Bioavailability & Bioequivalence: BA/BE Studies Summit

Biography

Biography: Kate Zupanets

Abstract

Under the conditions of financial resource shortage in public and/or insurance financing of health care, the high price of original drugs make for a high demand of generic drugs. The issue of the generic and original medication action identity on the human body is the main one for doctors and patients. One of the requirements imposed to generic drugs is the proof of their bioequivalence (pharmacokinetic equivalence) to the original ones. Clinical and Diagnostics Center (CDC) of the National University of Pharmacy is the first Ukrainian University hospital which specializes in running clinical trials with the participation of healthy volunteers. By the beginning of 2016 CDC has already gained wide experience and conducted more than 40 trials on studying bioequivalence. Selecting healthy volunteers carefully is one of the most important factors affecting the result of the study.
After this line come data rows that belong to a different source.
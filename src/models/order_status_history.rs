use chrono::{DateTime, Utc};
use sea_orm::entity::prelude::*;
use serde::{Deserialize, Serialize};

use super::order::OrderStatus;

/// Append-only audit row, one per order status transition
#[derive(Clone, Debug, PartialEq, DeriveEntityModel, Serialize, Deserialize)]
#[sea_orm(table_name = "order_status_history")]
pub struct Model {
    #[sea_orm(primary_key, auto_increment = false)]
    pub id: Uuid,
    pub order_id: Uuid,
    pub status: OrderStatus,
    pub notes: Option<String>,
    pub created_at: DateTime<Utc>,
}

#[derive(Copy, Clone, Debug, EnumIter, DeriveRelation)]
pub enum Relation {
    #[sea_orm(
        belongs_to = "super::order::Entity",
        from = "Column::OrderId",
        to = "super::order::Column::Id",
        on_delete = "Cascade"
    )]
    Order,
}

impl Related<super::order::Entity> for Entity {
    fn to() -> RelationDef {
        Relation::Order.def()
    }
}

impl ActiveModelBehavior for ActiveModel {}
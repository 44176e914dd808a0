use clap::{Parser, Subcommand};
use sea_orm_migration::MigratorTrait;
use tracing::info;

use shipment_tracking::{config, db, migrator::Migrator};

#[derive(Parser)]
#[command(name = "migration", about = "Manage the shipment tracking schema")]
struct Cli {
    /// Database URL; defaults to the configured `database_url`
    #[arg(long, env = "DATABASE_URL")]
    database_url: Option<String>,

    #[command(subcommand)]
    command: Option<Command>,
}

#[derive(Subcommand)]
enum Command {
    /// Apply pending migrations (default)
    Up,
    /// Roll back the last `steps` migrations
    Down {
        #[arg(long, default_value_t = 1)]
        steps: u32,
    },
    /// Print applied and pending migrations
    Status,
}

#[tokio::main]
async fn main() -> anyhow::Result<()> {
    let cli = Cli::parse();
    let mut cfg = config::load_config()?;
    config::init_tracing(cfg.log_level(), cfg.log_json);
    if let Some(url) = cli.database_url {
        cfg.database_url = url;
    }

    info!("Connecting to database");
    let pool = db::establish_connection_from_app_config(&cfg).await?;

    match cli.command.unwrap_or(Command::Up) {
        Command::Up => {
            Migrator::up(&pool, None).await?;
            info!("Migration completed successfully");
        }
        Command::Down { steps } => {
            Migrator::down(&pool, Some(steps)).await?;
            info!(steps, "Rollback completed successfully");
        }
        Command::Status => Migrator::status(&pool).await?,
    }

    Ok(())
}
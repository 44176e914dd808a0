use async_trait::async_trait;
use chrono::{DateTime, Duration, Utc};
use rust_decimal::Decimal;
use rust_decimal_macros::dec;
use serde::Deserialize;
use serde_json::json;
use tracing::instrument;

use super::http::{resolve_base_url, Auth, CarrierHttp};
use super::{
    BookedShipment, CarrierAdapter, CarrierCode, CarrierError, CreateShipmentRequest, PickupPoint,
    RateRequest, ShippingRate, TrackingEvent, TrackingInfo,
};
use crate::config::{BoxNowConfig, CarrierSettings, CompanyAddress};
use crate::errors::ServiceError;

pub const SANDBOX_URL: &str = "https://api.sandbox.boxnow.hr/v1";
pub const PRODUCTION_URL: &str = "https://api.boxnow.hr/v1";

pub const STANDARD_RATE_ID: &str = "boxnow_standard";
const BASE_PRICE: Decimal = dec!(3.99);
const STEP_PRICE: Decimal = dec!(2);
const STEP_KG: f64 = 5.0;
const STANDARD_DAYS: u32 = 2;

pub struct BoxNowAdapter {
    http: CarrierHttp,
    company: CompanyAddress,
}

#[derive(Deserialize)]
#[serde(rename_all = "camelCase")]
struct CreatedResponse {
    id: String,
    tracking_code: String,
    label_url: Option<String>,
    estimated_delivery_days: Option<i64>,
}

#[derive(Deserialize)]
#[serde(rename_all = "camelCase")]
struct TrackingResponse {
    status: String,
    last_update: DateTime<Utc>,
    current_box: Option<BoxRef>,
    #[serde(default)]
    history: Vec<HistoryEntry>,
}

#[derive(Deserialize)]
pub(crate) struct BoxRef {
    pub(crate) name: Option<String>,
}

#[derive(Deserialize)]
struct HistoryEntry {
    status: String,
    timestamp: DateTime<Utc>,
    #[serde(rename = "box")]
    locker: Option<BoxRef>,
    description: Option<String>,
}

#[derive(Deserialize)]
#[serde(rename_all = "camelCase")]
struct LabelResponse {
    label_url: String,
}

#[derive(Deserialize)]
struct BoxesResponse {
    #[serde(default)]
    boxes: Vec<Locker>,
}

#[derive(Deserialize)]
#[serde(rename_all = "camelCase")]
struct Locker {
    id: String,
    name: String,
    address: LockerAddress,
    location: LockerLocation,
    working_hours: Option<String>,
}

#[derive(Deserialize)]
struct LockerAddress {
    street: String,
    city: String,
    postcode: String,
}

#[derive(Deserialize)]
struct LockerLocation {
    latitude: f64,
    longitude: f64,
}

/// Flat locker tariff: 3.99 EUR plus 2 EUR for every started 5 kg above the first
pub fn standard_price(weight_kg: f64) -> Decimal {
    let steps = (weight_kg / STEP_KG).ceil().max(1.0) as i64;
    BASE_PRICE + Decimal::from(steps - 1) * STEP_PRICE
}

impl BoxNowAdapter {
    pub fn new(config: &BoxNowConfig, settings: &CarrierSettings) -> Result<Self, ServiceError> {
        let base_url = resolve_base_url(
            config.base_url.as_deref(),
            settings.sandbox,
            SANDBOX_URL,
            PRODUCTION_URL,
        );
        Ok(Self {
            http: CarrierHttp::new(
                CarrierCode::BoxNow,
                base_url,
                Auth::Header {
                    name: "X-API-Key",
                    value: config.api_key.clone(),
                },
                settings.request_timeout(),
            )?,
            company: settings.company.clone(),
        })
    }
}

#[async_trait]
impl CarrierAdapter for BoxNowAdapter {
    fn code(&self) -> CarrierCode {
        CarrierCode::BoxNow
    }

    #[instrument(skip(self, request), fields(order_id = %request.order_id))]
    async fn create_shipment(
        &self,
        request: &CreateShipmentRequest,
    ) -> Result<BookedShipment, CarrierError> {
        let box_id = request
            .pickup_point_id
            .as_deref()
            .filter(|id| !id.is_empty())
            .ok_or_else(|| CarrierError::Unsupported {
                provider: CarrierCode::BoxNow,
                message: "BoxNow requires a pickup point".to_string(),
            })?;

        let c = &self.company;
        let r = &request.recipient;
        // grams and millimetres
        let payload = json!({
            "merchant": {
                "name": c.name,
                "address": {
                    "street": c.street,
                    "city": c.city,
                    "postcode": c.postal_code,
                    "country": c.country_code,
                },
                "contact": { "name": c.contact, "phone": c.phone, "email": c.email }
            },
            "recipient": { "name": r.name, "phone": r.phone, "email": r.email },
            "delivery": { "boxId": box_id },
            "parcels": request.packages.iter().map(|p| {
                let (length, width, height) = p.dimensions();
                json!({
                    "weight": p.weight * 1000.0,
                    "width": width * 10.0,
                    "height": height * 10.0,
                    "length": length * 10.0,
                })
            }).collect::<Vec<_>>(),
            "reference": request.order_id,
            "notifications": true,
        });

        let created: CreatedResponse = self.http.post("/shipments", &payload).await?;
        Ok(BookedShipment {
            shipment_id: created.id,
            tracking_number: created.tracking_code,
            label_url: created.label_url,
            estimated_delivery_date: created
                .estimated_delivery_days
                .map(|days| Utc::now() + Duration::days(days)),
        })
    }

    #[instrument(skip(self))]
    async fn get_tracking(&self, tracking_number: &str) -> Result<TrackingInfo, CarrierError> {
        let response: TrackingResponse = self
            .http
            .get(&format!("/tracking/{tracking_number}"))
            .await?;

        let is_delivered = response.status == "DELIVERED";
        Ok(TrackingInfo {
            delivery_date: is_delivered.then_some(response.last_update),
            is_delivered,
            status: response.status,
            status_date: response.last_update,
            location: response.current_box.and_then(|b| b.name),
            events: response
                .history
                .into_iter()
                .map(|e| TrackingEvent {
                    status: e.status,
                    timestamp: e.timestamp,
                    location: e.locker.and_then(|b| b.name),
                    description: e.description,
                })
                .collect(),
        })
    }

    async fn calculate_rates(
        &self,
        request: &RateRequest,
    ) -> Result<Vec<ShippingRate>, CarrierError> {
        if !request.pickup_point {
            return Ok(Vec::new());
        }

        Ok(vec![ShippingRate {
            id: STANDARD_RATE_ID.to_string(),
            name: "BoxNow Standard Delivery".to_string(),
            price: standard_price(request.weight),
            currency: "EUR".to_string(),
            estimated_days: STANDARD_DAYS,
            provider: CarrierCode::BoxNow,
        }])
    }

    async fn get_label(&self, shipment_id: &str) -> Result<String, CarrierError> {
        let response: LabelResponse = self
            .http
            .get(&format!("/shipments/{shipment_id}/label"))
            .await?;
        Ok(response.label_url)
    }

    #[instrument(skip(self))]
    async fn pickup_points(&self, postal_code: &str) -> Result<Vec<PickupPoint>, CarrierError> {
        let response: BoxesResponse = self
            .http
            .get(&format!("/boxes?postcode={}", postal_code.trim()))
            .await?;

        Ok(response
            .boxes
            .into_iter()
            .map(|b| PickupPoint {
                id: b.id,
                name: b.name,
                address: b.address.street,
                city: b.address.city,
                postal_code: b.address.postcode,
                latitude: b.location.latitude,
                longitude: b.location.longitude,
                working_hours: b.working_hours,
            })
            .collect())
    }
}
From our point of view, it is not enough to merely assess volunteers’ health status at their screening visit. It is also extremely important to assess the results of personal genotyping at least with respect to metabolic rate (fast or slow acetylators of isoniazid) at the pre-screening stage. This procedure will correspondingly increase the cost of the study but at same time it will provide more objective information and reduce the influence of genetic polymorphism on the results of the study.